Mapping out value streams is a powerful way to reveal how an organization interacts with its customers and operates internally. The first step is always to identify the end customer and understand what they truly value. Clearly define where each value stream begins at the customer’s request and where it ends when that request is fulfilled. Involving colleagues from different parts of the company gives a more accurate and complete picture. 

Leaders benefit from understanding both the customer journey and the employee experience. By clearly identifying process steps, key roles, and major handovers, leaders can see where delays, rework, or misunderstandings might occur. Visual tools, such as value stream mapping, help expose hidden bottlenecks and sources of waste. These maps should always be based on real process data and direct observations. 

Just under 60% of leaders truly organize around value streams, leaving significant room for improvement and highlighting persistent functional barriers.

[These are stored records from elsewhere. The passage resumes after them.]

/// Default size of a freshly allocated reader buffer, in bytes.
pub const DEFAULT_CAPACITY: usize = 4096;

/// Configuration options for [`StreamReader`](crate::StreamReader) and
/// [`PersistentStreamReader`](crate::PersistentStreamReader).
///
/// # Examples
///
/// ```rust
/// use delimstream::{ReaderOptions, StreamReader};
///
/// let reader = StreamReader::new(ReaderOptions {
///     initial_capacity: 512,
///     max_capacity: Some(64 * 1024),
///     ..Default::default()
/// });
/// assert!(reader.capacity() >= 512);
/// ```
#[derive(Debug, Clone, Copy, PartialEq, Eq)]
pub struct ReaderOptions {
    /// Number of bytes allocated up front.
    ///
    /// The buffer doubles from here whenever a write does not fit. A value of
    /// zero is bumped to one so that doubling always makes progress.
    ///
    /// # Default
    ///
    /// `4096`
    pub initial_capacity: usize,

    /// Upper bound on the buffer capacity.
    ///
    /// When set, a reservation that would need more than this many bytes
    /// fails with [`Error::CapacityExceeded`](crate::Error::CapacityExceeded)
    /// instead of growing. Use it to bound memory for records that never
    /// terminate.
    ///
    /// # Default
    ///
    /// `None` (unbounded)
    pub max_capacity: Option<usize>,

    /// Whether a [`StreamReader`](crate::StreamReader) hands out partial
    /// records.
    ///
    /// When `true`, bytes that are known not to start a delimiter are
    /// released as [`RecordKind::Partial`](crate::RecordKind::Partial)
    /// records as soon as they arrive, so large payloads can be forwarded
    /// progressively. When `false`, bytes stay buffered until the delimiter
    /// is found.
    ///
    /// [`PersistentStreamReader`](crate::PersistentStreamReader) never emits
    /// partial records and ignores this option.
    ///
    /// # Default
    ///
    /// `true`
    pub emit_partial: bool,
}

impl Default for ReaderOptions {
    fn default() -> Self {
        Self {
            initial_capacity: DEFAULT_CAPACITY,
            max_capacity: None,
            emit_partial: true,
        }
    }
}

Overcoming the challenges of value stream leadership

Transitioning to a value stream mindset is not without challenges. The shift threatens established power structures and roles, making it a deeply political undertaking. Only senior leaders possess the authority to drive such fundamental change, but they must also ensure they’re connected to daily realities, not just high-level strategy. 

Another trap is adding new layers of management around value streams. While structure is important, unnecessary bureaucracy slows progress and stifles collaboration. Effective value stream leadership means working together across functions without creating extra distance between teams and customers. 

The third challenge is perhaps the most critical: performance measurement. Value streams often cut across multiple teams and departments, each with its own metrics for success. But what matters most to customers is how quickly and reliably their needs are met, not which department performed best internally. Leaders must therefore shift their focus to end-to-end measures of value delivery, and encourage teams to be judged on collective outcomes rather than separate achievements. 

A value stream mindset unlocks real value

By embracing a value stream approach, leaders give their organizations the ability to focus on what truly matters: the swift, reliable delivery of value to customers. This shift requires questioning traditional structures, rethinking roles and responsibilities, and realigning performance measures around cross-team collaboration and shared results. When leaders make these changes, they unlock better teamwork, reduce wasted effort, and ultimately deliver higher customer satisfaction. 

Are you prepared to look at your organization from a different perspective, a perspective that ensures your customers get their value better and faster?